“The fact is that chemical dependency, the term that includes both alcoholism and drug addiction, is a progressive disease that can be cured. It can only be arrested – stopped in its tracks – through drastic, fundamental changes in the addict’s attitude and behaviors.”
~Chris Beckman, Clean: A New Generation in Recovery Speaks Out
When someone has finally sought help for their substance abuse problems – whether it is alcoholism, illicit drug addiction, or the misuse of prescription medications – they are often surprised when they learn that the first step on the road to recovery is a drug/alcohol detoxification.
For some, it’s frustrating when they want to begin treatment immediately, but find out that they have to wait – DETOX IS NOT TREATMENT. But it is important to understand that it IS absolutely necessary if recovery is to be as safe, smooth, and successful as possible.
Alcohol/Drug Detox is a Critical First Pre-Step
Depending upon the substance of abuse, a proper detoxification can take anywhere from a few days to two weeks. For an addict or alcoholic anxious to start treatment, that can seem like an eternity, but both medical guidelines and the mechanisms of addiction have demonstrated the necessity.
Why Is a Detox Necessary?
First and foremost, it is important to remember that, in and of itself, detox does not address addiction. The purpose of the detox is NOT to teach the individual how to change their attitudes and behaviors to best manage their disease of addiction.
The psychological and behavioral aspects of alcohol and drug rehabilitation – the counseling, education, and continuing support – will have absolutely no effect while the person is still physically in the clutches of the addiction.
Only when their body has eliminated the drugs and alcohol and they are no longer experiencing acute withdrawal symptoms can a person be clearheaded enough to start to accept the concept of recovery.
A medically-supervised alcohol/drug detox takes place in a safe, therapeutic environment where:
- The substance abuser can overcome their physical dependency
- Support and – if necessary – medication can be given as a means of relieving the dangerous or unpleasant withdrawal symptoms that inevitably occur when the alcohol/drug is discontinued.
Apart from being an effective pre-step to treatment, detox may sometimes be medically necessary – especially in cases where the substance of choice was alcohol or benzodiazepines. Withdrawal from either of the symptoms can be extremely dangerous – even fatal.
A Few Words about Medication-Assisted Detox
While some drug or alcohol detoxification facilities shy away from using prescription medications to help with withdrawal symptoms, an increasing number of programs are gaining an appreciation of the many positives that these medications provide.

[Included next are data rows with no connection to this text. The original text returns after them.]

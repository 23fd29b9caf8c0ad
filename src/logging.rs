//! Structured logging for the shell.
//!
//! The release binary runs without a console, so events go both to stderr and to
//! a log file under the local data directory.

use std::{
    fs::{self, File, OpenOptions},
    path::PathBuf,
    sync::Mutex,
};

use tracing_subscriber::{EnvFilter, fmt, layer::SubscriberExt, util::SubscriberInitExt};

use crate::config::APP_NAME;

pub fn init() {
    let default_level = if cfg!(debug_assertions) {
        "winhtml=debug,info"
    } else {
        "winhtml=info,warn"
    };

    let env_filter =
        EnvFilter::try_from_default_env().unwrap_or_else(|_| EnvFilter::new(default_level));

    let file_layer = open_log_file().map(|file| {
        fmt::layer()
            .with_ansi(false)
            .with_target(true)
            .with_writer(Mutex::new(file))
    });

    let _ = tracing_subscriber::registry()
        .with(env_filter)
        .with(
            fmt::layer()
                .with_target(true)
                .with_thread_ids(false)
                .with_writer(std::io::stderr)
                .compact(),
        )
        .with(file_layer)
        .try_init();
}

pub fn log_file_path() -> Option<PathBuf> {
    dirs::data_local_dir().map(|base| base.join(APP_NAME).join("logs").join("shell.log"))
}

fn open_log_file() -> Option<File> {
    let path = log_file_path()?;
    fs::create_dir_all(path.parent()?).ok()?;
    OpenOptions::new().create(true).append(true).open(path).ok()
}

#[cfg(test)]
pub fn init_test() {
    let _ = tracing_subscriber::registry()
        .with(EnvFilter::new("debug"))
        .with(fmt::layer().with_test_writer())
        .try_init();
}
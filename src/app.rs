use std::{net::TcpListener, path::Path, sync::Arc};

use crate::{
    config::ShellConfig,
    document,
    error::Result,
    instance::{self, Claim, LaunchArgs, handover},
    logging,
    platform::{self, NativeShell},
    render::ChromeEngine,
    server::{ApiServer, ServerParts},
    session::{HandoverPayload, Session},
};

pub struct App {
    config: ShellConfig,
    args: LaunchArgs,
    shell: Arc<dyn NativeShell>,
}

impl App {
    pub fn new() -> Result<Self> {
        logging::init();
        let args = LaunchArgs::from_env();
        tracing::debug!(?args, "starting");
        Ok(Self {
            config: ShellConfig::default(),
            args,
            shell: platform::native(),
        })
    }

    pub fn run(self) -> Result<()> {
        let claim = instance::claim(self.config.port)?;
        tracing::debug!(role = ?claim.role(), "instance role decided");
        match claim {
            Claim::Secondary => {
                handover::hand_over(&self.args, &self.config, self.shell.as_ref());
                Ok(())
            }
            Claim::Primary(listener) => self.run_primary(listener),
        }
    }

    fn run_primary(self, listener: TcpListener) -> Result<()> {
        let session = Arc::new(Session::new());
        let launch_id = self
            .args
            .file
            .as_deref()
            .and_then(|file| ingest_cli_file(&session, file));

        let server = ApiServer::start(
            listener,
            ServerParts {
                session: Arc::clone(&session),
                shell: Arc::clone(&self.shell),
                engine: Arc::new(ChromeEngine::new()),
                config: self.config.clone(),
                terminate: Arc::new(|| std::process::exit(0)),
            },
        )?;

        let root_url = format!("http://{}/", server.addr());
        let editor_url = match launch_id {
            Some(id) => format!("{root_url}?fileId={id}"),
            None => root_url.clone(),
        };

        platform::launch_browser_later(
            Arc::clone(&self.shell),
            editor_url,
            self.config.browser_launch_delay,
        );

        let result = self.shell.run_tray(&root_url);
        server.shutdown();
        session.locks.unlock_all();
        tracing::info!("shutting down");
        result
    }
}

/// Stores the launch file for the editor's first page load.
fn ingest_cli_file(session: &Session, file: &Path) -> Option<String> {
    let path = std::path::absolute(file).ok()?;
    if !path.is_file() {
        tracing::debug!(path = %path.display(), "launch argument is not a file");
        return None;
    }
    match document::load_for_editor(&path) {
        Ok(data) => {
            let id = session.files.insert(HandoverPayload {
                file_name: path.to_string_lossy().into_owned(),
                data,
            });
            tracing::info!(%id, path = %path.display(), "opened launch file");
            Some(id)
        }
        Err(error) => {
            tracing::warn!(path = %path.display(), %error, "failed to read launch file");
            None
        }
    }
}
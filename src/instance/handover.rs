//! Secondary-instance side of the file handover.

use std::{fs, path::Path};

use base64::{Engine as _, engine::general_purpose::STANDARD};
use serde::{Deserialize, Serialize};

use super::LaunchArgs;
use crate::{
    config::ShellConfig,
    error::{Result, ShellError},
    platform::NativeShell,
};

/// Body of `POST /api/cli-handover`.
#[derive(Debug, Clone, Serialize, Deserialize)]
#[serde(rename_all = "camelCase")]
pub struct HandoverRequest {
    pub file_name: String,
    /// Base64 (standard alphabet) of the raw file bytes.
    pub data: String,
}

/// Passes this launch on to the running primary. Never fails visibly.
pub fn hand_over(args: &LaunchArgs, config: &ShellConfig, shell: &dyn NativeShell) {
    let Some(file) = &args.file else {
        shell.open_url(&config.base_url());
        return;
    };

    match send_file(file, &config.base_url(), config) {
        Ok(Some(id)) => tracing::info!(%id, file = %file.display(), "file handed over"),
        Ok(None) => tracing::debug!(file = %file.display(), "argument is not a file"),
        Err(error) => tracing::warn!(file = %file.display(), %error, "handover failed"),
    }
}

/// `Ok(None)` when `file` does not name a regular file.
pub fn send_file(file: &Path, base_url: &str, config: &ShellConfig) -> Result<Option<String>> {
    let path = std::path::absolute(file)?;
    if !fs::metadata(&path).is_ok_and(|meta| meta.is_file()) {
        return Ok(None);
    }
    let bytes = fs::read(&path)?;
    let body = HandoverRequest {
        file_name: path.to_string_lossy().into_owned(),
        data: STANDARD.encode(bytes),
    };

    let agent = ureq::AgentBuilder::new()
        .timeout(config.handover_timeout)
        .build();
    let response = agent
        .post(&format!("{base_url}/api/cli-handover"))
        .send_json(&body)
        .map_err(|error| ShellError::Handover(error.to_string()))?;
    let id = response
        .into_string()
        .map_err(|error| ShellError::Handover(error.to_string()))?;
    Ok(Some(id.trim().to_string()))
}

It is no longer necessary to simply go “cold turkey”.
Because withdrawal symptoms and cravings can be the single largest roadblock during early recovery, any option that increases the chances of success should be considered.
Let’s take a look at the detox process for some of the most-commonly abused drugs.

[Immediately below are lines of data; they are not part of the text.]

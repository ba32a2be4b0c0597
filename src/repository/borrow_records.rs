//! Borrow records repository backed by a JSON file

use std::fs;
use std::io::ErrorKind;
use std::path::{Path, PathBuf};

use crate::{
    error::{AppError, AppResult},
    models::borrow_record::{BorrowRecord, BorrowRecordRow},
};

#[derive(Clone, Debug)]
pub struct BorrowRecordsRepository {
    path: PathBuf,
}

impl BorrowRecordsRepository {
    pub fn new(path: impl Into<PathBuf>) -> Self {
        Self { path: path.into() }
    }

    pub fn path(&self) -> &Path {
        &self.path
    }

    /// Load every borrow record. A missing file is an empty history.
    pub fn load_all(&self) -> AppResult<Vec<BorrowRecord>> {
        let raw = match fs::read_to_string(&self.path) {
            Ok(raw) => raw,
            Err(e) if e.kind() == ErrorKind::NotFound => {
                tracing::debug!("No borrow records file at {}, starting empty", self.path.display());
                return Ok(Vec::new());
            }
            Err(e) => return Err(AppError::io(&self.path, e)),
        };

        let rows: Option<Vec<BorrowRecordRow>> = serde_json::from_str(&raw)?;
        let rows = rows.ok_or_else(|| {
            AppError::Validation("borrow record collection is missing".to_string())
        })?;

        let records = rows
            .into_iter()
            .enumerate()
            .map(|(idx, row)| {
                BorrowRecord::try_from(row).map_err(|e| match e {
                    AppError::Validation(msg) => {
                        AppError::Validation(format!("record #{}: {}", idx + 1, msg))
                    }
                    other => other,
                })
            })
            .collect::<AppResult<Vec<_>>>()?;

        tracing::info!("Loaded {} borrow records from {}", records.len(), self.path.display());
        Ok(records)
    }

    /// Replace the stored history with `records`
    pub fn save_all(&self, records: &[BorrowRecord]) -> AppResult<()> {
        if let Some(parent) = self.path.parent().filter(|p| !p.as_os_str().is_empty()) {
            fs::create_dir_all(parent).map_err(|e| AppError::io(parent, e))?;
        }

        let rows: Vec<BorrowRecordRow> = records.iter().map(BorrowRecordRow::from).collect();
        let json = serde_json::to_string_pretty(&rows)?;
        fs::write(&self.path, json).map_err(|e| AppError::io(&self.path, e))?;

        tracing::info!("Saved {} borrow records to {}", rows.len(), self.path.display());
        Ok(())
    }
}

#[cfg(test)]
mod tests {
    use super::*;
    use crate::models::{Item, MaterialType, User};
    use chrono::NaiveDate;
    use std::sync::Arc;

    fn sample_records() -> Vec<BorrowRecord> {
        let alice = Arc::new(User::new(1, "Alice"));
        let bob = Arc::new(User::new(2, "Bob"));
        let date = NaiveDate::from_ymd_opt(2024, 3, 1).unwrap();
        vec![
            BorrowRecord::for_item(alice.clone(), Arc::new(Item::new(1, "Dune", MaterialType::Book)), date)
                .unwrap(),
            BorrowRecord::for_item(bob, Arc::new(Item::new(2, "Nature", MaterialType::Journal)), date)
                .unwrap(),
            BorrowRecord::for_item(alice, Arc::new(Item::new(3, "Help!", MaterialType::Cd)), date)
                .unwrap(),
        ]
    }

    #[test]
    fn test_missing_file_is_empty() {
        let dir = tempfile::tempdir().unwrap();
        let repo = BorrowRecordsRepository::new(dir.path().join("none.json"));
        assert!(repo.load_all().unwrap().is_empty());
    }

    #[test]
    fn test_save_then_load() {
        let dir = tempfile::tempdir().unwrap();
        let repo = BorrowRecordsRepository::new(dir.path().join("nested/records.json"));
        let records = sample_records();

        repo.save_all(&records).unwrap();
        let loaded = repo.load_all().unwrap();

        assert_eq!(loaded.len(), 3);
        assert_eq!(loaded[0].user().name, "Alice");
        assert_eq!(loaded[1].item_label(), "Nature (JOURNAL)");
        assert_eq!(loaded[2].strategy().borrow_period_days(), 7);
    }

    #[test]
    fn test_null_collection_is_validation_error() {
        let dir = tempfile::tempdir().unwrap();
        let path = dir.path().join("records.json");
        fs::write(&path, "null").unwrap();

        let err = BorrowRecordsRepository::new(&path).load_all().unwrap_err();
        assert!(matches!(err, AppError::Validation(_)));
    }

    #[test]
    fn test_incomplete_row_names_position() {
        let dir = tempfile::tempdir().unwrap();
        let path = dir.path().join("records.json");
        fs::write(
            &path,
            r#"[{"user": {"id": 1, "name": "Alice"}, "item": null, "borrow_date": "2024-01-01"}]"#,
        )
        .unwrap();

        match BorrowRecordsRepository::new(&path).load_all() {
            Err(AppError::Validation(msg)) => assert!(msg.contains("record #1")),
            other => panic!("unexpected result: {:?}", other),
        }
    }

    #[test]
    fn test_unknown_material_type_is_rejected() {
        let dir = tempfile::tempdir().unwrap();
        let path = dir.path().join("records.json");
        fs::write(
            &path,
            r#"[{"user": {"id": 1, "name": "Alice"},
                 "item": {"id": 1, "title": "Heat", "material_type": "DVD"},
                 "borrow_date": "2024-01-01"}]"#,
        )
        .unwrap();

        let err = BorrowRecordsRepository::new(&path).load_all().unwrap_err();
        assert!(matches!(err, AppError::Serialization(_)));
    }
}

What You Need to Know about Alcohol Withdrawal and Detox
“First you take a drink, then the drink takes a drink, then the drink takes you.”
~F. Scott Fitzgerald
Alcohol is the most widely-used addictive substance in America. Approximately 80% of everyone over the age of 12 has experimented with drinking – two-and-a-half times the number of people who have tried marijuana.
When a person regularly consumes a sedative-hypnotic such as alcohol, they can develop a physiological dependence, and when that consumption is reduced or stopped abruptly, severe withdrawal symptoms can result, including disturbances in the central nervous system and autonomic functions.
Abrupt cessation after chronic alcohol consumption sends the brain into a state of hyperexcitability– the OPPOSITE of what is seen during drinking.
Because of this, alcohol detox should ALWAYS be done under medical supervision.
- Alcohol detox usually takes 72-96 hours, but can last as long as one week.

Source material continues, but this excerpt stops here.